Parkinson: 5 orientações para retardar a evolução da doença

Diagnóstico precoce e estímulos cognitivos são essenciais para o controle dos sintomas

O Parkinson é a segunda doença neurodegenerativa mais prevalente no mundo, ficando atrás apenas do Alzheimer. Sua incidência cresce a cada ano devido ao envelhecimento da população. Segundo a Organização Mundial da Saúde (OMS), cerca de 1% das pessoas acima de 60 anos e 4% da população acima de 80 anos são afetadas pela doença, que é mais comum em homens. No Brasil, aproximadamente 200 mil pessoas convivem com Parkinson, enquanto no mundo os casos ultrapassam 8,5 milhões, conforme dados da Revista Científica The BMJ.

A neuropsicóloga da NeuronUP, Martha Valeria Medina Rivera, destaca a importância do diagnóstico precoce e da adoção de práticas que retardem a progressão dos sintomas. “É importante que as pessoas compreendam que os sintomas do Parkinson combinam sintomas não motores e motores que podem surgir precocemente. Entre os mais comuns estão: alterações do sono, perda do olfato, micrografia (letra cada vez menor) e problemas de bexiga ou intestino, como urgência urinária ou constipação. Também podem aparecer sintomas emocionais e fadiga persistente. Mais adiante, surgem os sintomas motores clássicos: tremor em repouso, lentidão de movimentos e rigidez muscular, que dificultam a mobilidade e as atividades do dia a dia”, explica.

Embora não exista cura para a doença, hábitos saudáveis e acompanhamento multidisciplinar podem fazer diferença significativa. Martha reuniu cinco orientações essenciais para pacientes e familiares:

1. Fique atento aos primeiros sinais e busque ajuda médica o quanto antes
Reconhecer sintomas iniciais como alterações do sono, fadiga e sintomas emocionais é fundamental para buscar diagnóstico precoce. Isso permite iniciar o tratamento nas fases iniciais, com maior potencial para controlar sintomas, preservar autonomia e planejar cuidados a longo prazo.

2. Invista em abordagens e tratamentos digitais que estimulem o cognitivo
O tratamento vai além da medicação, incluindo acompanhamento neurológico, apoio psicológico e estimulação cognitiva. “É crucial que o paciente realize atividades cognitivas que estimulem a neuroplasticidade, fortalecendo conexões cerebrais e que auxiliam a retardar o declínio de funções como atenção, memória e planejamento”, afirma a especialista.

3. Trabalhe na redução do estresse no dia a dia
O estresse pode intensificar tremores e outros sintomas. Estratégias como relaxamento, lazer, mindfulness e apoio emocional ajudam a melhorar o controle dos sintomas e o bem-estar geral.
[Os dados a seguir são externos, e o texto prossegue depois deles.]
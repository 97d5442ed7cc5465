//! Keyword heuristics mapping a question to an analytic intent.
//!
//! No LLM involved; the first matching branch wins.

use serde::{Deserialize, Serialize};
use std::fmt;

#[derive(Debug, Clone, Copy, Serialize, Deserialize, PartialEq, Eq, Hash)]
#[serde(rename_all = "snake_case")]
pub enum Intent {
    StockLookup,
    StockSummary,
    TargetVsAchieved,
    TopUnderTarget,
    CoveragePercent,
    AvgVisits,
    TrendMom,
    Unknown,
}

impl Intent {
    pub fn as_str(&self) -> &'static str {
        match self {
            Intent::StockLookup => "stock_lookup",
            Intent::StockSummary => "stock_summary",
            Intent::TargetVsAchieved => "target_vs_achieved",
            Intent::TopUnderTarget => "top_under_target",
            Intent::CoveragePercent => "coverage_percent",
            Intent::AvgVisits => "avg_visits",
            Intent::TrendMom => "trend_mom",
            Intent::Unknown => "unknown",
        }
    }
}

impl fmt::Display for Intent {
    fn fmt(&self, f: &mut fmt::Formatter<'_>) -> fmt::Result {
        f.write_str(self.as_str())
    }
}

/// Detect the analytic intent of a question.
///
/// Priority: stock > target/achievement > coverage > visits > trend.
pub fn detect_intent(question: &str) -> Intent {
    let q = question.to_lowercase();
    let has = |keys: &[&str]| keys.iter().any(|k| q.contains(k));

    if has(&["stock", "inventory", "quantity", "sku"]) {
        if has(&["summary", "total", "by distributor", "by product"]) {
            return Intent::StockSummary;
        }
        return Intent::StockLookup;
    }

    if has(&["target", "achieved", "achievement"]) {
        if has(&["top", "worst", "under", "below"]) {
            return Intent::TopUnderTarget;
        }
        return Intent::TargetVsAchieved;
    }

    if has(&["coverage", "coverage_flag"]) {
        return Intent::CoveragePercent;
    }

    if has(&["average visits", "avg visits", "visits per"]) {
        return Intent::AvgVisits;
    }

    if has(&["trend", "month over month", "mom"]) {
        return Intent::TrendMom;
    }

    Intent::Unknown
}
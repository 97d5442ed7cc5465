use anyhow::{Context, Result};
use std::fs;
use std::path::PathBuf;

/// `$GROUNDED_HOME`, or `~/.grounded`
pub fn grounded_home() -> Result<PathBuf> {
    if let Ok(dir) = std::env::var("GROUNDED_HOME") {
        return Ok(PathBuf::from(dir));
    }
    let home = std::env::var("HOME").context("HOME is not set")?;
    Ok(PathBuf::from(home).join(".grounded"))
}

pub fn ensure_grounded_home() -> Result<PathBuf> {
    let dir = grounded_home()?;
    fs::create_dir_all(&dir).with_context(|| format!("create {}", dir.display()))?;
    Ok(dir)
}
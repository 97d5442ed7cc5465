use anyhow::{Context, Result};
use async_trait::async_trait;
use grounded_core::{Completion, CompletionError};
use reqwest::header::{HeaderMap, HeaderValue, AUTHORIZATION, CONTENT_TYPE};
use serde::{Deserialize, Serialize};
use std::time::Duration;
use tracing::debug;

use crate::auth::AuthState;
use crate::config::LlmSection;

#[derive(Debug, Clone, Copy, PartialEq, Eq, Serialize, Deserialize)]
#[serde(rename_all = "lowercase")]
pub enum Provider {
    #[serde(alias = "open-ai")]
    OpenAI,
    Anthropic,
}

impl Provider {
    pub fn default_base_url(self) -> &'static str {
        match self {
            Provider::OpenAI => "https://api.openai.com",
            Provider::Anthropic => "https://api.anthropic.com",
        }
    }
}

const ANTHROPIC_MAX_TOKENS: u32 = 1024;

#[derive(Debug, Serialize)]
struct Msg<'a> {
    role: &'a str,
    content: &'a str,
}

#[derive(Debug, Serialize)]
struct OpenAiReq<'a> {
    model: &'a str,
    messages: Vec<Msg<'a>>,
    temperature: f32,
}

#[derive(Debug, Serialize)]
struct AnthropicReq<'a> {
    model: &'a str,
    max_tokens: u32,
    temperature: f32,
    system: &'a str,
    messages: Vec<Msg<'a>>,
}

/// Single-shot chat completion against OpenAI or Anthropic
pub struct LlmClient {
    provider: Provider,
    model: String,
    base_url: String,
    temperature: f32,
    timeout: Duration,
    key: String,
    http: reqwest::Client,
}

impl LlmClient {
    pub fn new(cfg: &LlmSection, auth: &AuthState) -> Result<Self> {
        let key = auth.key_for(cfg.provider).ok_or_else(|| {
            let hint = match cfg.provider {
                Provider::OpenAI => "set OPENAI_API_KEY or run: grounded auth set-openai-key",
                Provider::Anthropic => "set ANTHROPIC_API_KEY or run: grounded auth set-anthropic-key",
            };
            CompletionError::MissingCredentials(hint.to_string())
        })?;

        let timeout = Duration::from_secs(cfg.timeout_secs);
        let http = reqwest::Client::builder()
            .timeout(timeout)
            .build()
            .context("build http client")?;

        Ok(Self {
            provider: cfg.provider,
            model: cfg.model.clone(),
            base_url: cfg
                .base_url
                .clone()
                .unwrap_or_else(|| cfg.provider.default_base_url().to_string())
                .trim_end_matches('/')
                .to_string(),
            temperature: cfg.temperature,
            timeout,
            key,
            http,
        })
    }

    fn transport(&self, err: reqwest::Error) -> CompletionError {
        if err.is_timeout() {
            CompletionError::Timeout(self.timeout.as_secs())
        } else {
            CompletionError::Transport(err.to_string())
        }
    }

    async fn send(&self, req: reqwest::RequestBuilder) -> Result<String, CompletionError> {
        let resp = req.send().await.map_err(|e| self.transport(e))?;
        let status = resp.status();
        let body = resp.text().await.map_err(|e| self.transport(e))?;
        if !status.is_success() {
            return Err(CompletionError::Status {
                status: status.as_u16(),
                body,
            });
        }
        Ok(body)
    }

    async fn openai_complete(&self, system: &str, user: &str) -> Result<String, CompletionError> {
        let body = openai_request(&self.model, self.temperature, system, user);
        let auth = HeaderValue::from_str(&format!("Bearer {}", self.key))
            .map_err(|e| CompletionError::MissingCredentials(e.to_string()))?;

        let req = self
            .http
            .post(format!("{}/v1/chat/completions", self.base_url))
            .header(AUTHORIZATION, auth)
            .json(&body);
        let text = self.send(req).await?;
        parse_openai(&text)
    }

    async fn anthropic_complete(&self, system: &str, user: &str) -> Result<String, CompletionError> {
        let body = anthropic_request(&self.model, self.temperature, system, user);

        let mut headers = HeaderMap::new();
        headers.insert(
            "x-api-key",
            HeaderValue::from_str(&self.key)
                .map_err(|e| CompletionError::MissingCredentials(e.to_string()))?,
        );
        headers.insert("anthropic-version", HeaderValue::from_static("2023-06-01"));
        headers.insert(CONTENT_TYPE, HeaderValue::from_static("application/json"));

        let req = self
            .http
            .post(format!("{}/v1/messages", self.base_url))
            .headers(headers)
            .json(&body);
        let text = self.send(req).await?;
        parse_anthropic(&text)
    }
}

#[async_trait]
impl Completion for LlmClient {
    async fn complete(&self, system: &str, user: &str) -> Result<String, CompletionError> {
        debug!(provider = ?self.provider, model = %self.model, "completion request");
        match self.provider {
            Provider::OpenAI => self.openai_complete(system, user).await,
            Provider::Anthropic => self.anthropic_complete(system, user).await,
        }
    }
}

fn openai_request<'a>(model: &'a str, temperature: f32, system: &'a str, user: &'a str) -> OpenAiReq<'a> {
    OpenAiReq {
        model,
        messages: vec![
            Msg { role: "system", content: system },
            Msg { role: "user", content: user },
        ],
        temperature,
    }
}

fn anthropic_request<'a>(model: &'a str, temperature: f32, system: &'a str, user: &'a str) -> AnthropicReq<'a> {
    AnthropicReq {
        model,
        max_tokens: ANTHROPIC_MAX_TOKENS,
        temperature,
        system,
        messages: vec![Msg { role: "user", content: user }],
    }
}

fn parse_openai(body: &str) -> Result<String, CompletionError> {
    #[derive(Deserialize)]
    struct Resp {
        choices: Vec<Choice>,
    }

    #[derive(Deserialize)]
    struct Choice {
        message: MsgOut,
    }

    #[derive(Deserialize)]
    struct MsgOut {
        content: Option<String>,
    }

    let out: Resp = serde_json::from_str(body).map_err(|e| CompletionError::Malformed(e.to_string()))?;
    let choice = out
        .choices
        .into_iter()
        .next()
        .ok_or_else(|| CompletionError::Malformed("no choices in response".to_string()))?;
    Ok(choice.message.content.unwrap_or_default().trim().to_string())
}

fn parse_anthropic(body: &str) -> Result<String, CompletionError> {
    #[derive(Deserialize)]
    struct Resp {
        content: Vec<ContentBlock>,
    }

    #[derive(Deserialize)]
    struct ContentBlock {
        #[serde(rename = "type")]
        t: String,
        text: Option<String>,
    }

    let out: Resp = serde_json::from_str(body).map_err(|e| CompletionError::Malformed(e.to_string()))?;
    let mut s = String::new();
    for b in out.content {
        if b.t == "text" {
            if let Some(t) = b.text {
                s.push_str(&t);
            }
        }
    }
    Ok(s.trim().to_string())
}
//! Text-completion seam. Implementations live outside the core (HTTP
//! clients in the CLI, scripted stubs in tests).

use async_trait::async_trait;
use thiserror::Error;

/// Infrastructure failures of a completion call. All are fatal for the
/// request and safe to retry at the caller's discretion.
#[derive(Error, Debug)]
pub enum CompletionError {
    #[error("completion timed out after {0}s")]
    Timeout(u64),

    #[error("completion transport error: {0}")]
    Transport(String),

    #[error("completion provider returned {status}: {body}")]
    Status { status: u16, body: String },

    #[error("missing credentials: {0}")]
    MissingCredentials(String),

    #[error("malformed completion response: {0}")]
    Malformed(String),
}

/// `complete(system, user) -> text`, expected to run at temperature 0 with a
/// bounded timeout.
#[async_trait]
pub trait Completion: Send + Sync {
    async fn complete(&self, system: &str, user: &str) -> Result<String, CompletionError>;
}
4. Faça acompanhamento neuropsicológico
O acompanhamento médico é importante para propor estratégias que auxiliem no manejo da ansiedade, depressão e mudanças comportamentais. Em casos específicos, tratamentos como medicamentos de liberação prolongada e estimulação cerebral profunda (DBS) representam avanços no controle dos sintomas.

5. Envolva familiares e cuidadores no tratamento
O apoio da família e amigos favorece a adesão ao tratamento, reduz o isolamento e aumenta a confiança do paciente. “O ideal é apoiar o paciente sem superproteção, incentivando a independência sempre que possível”, finaliza Martha.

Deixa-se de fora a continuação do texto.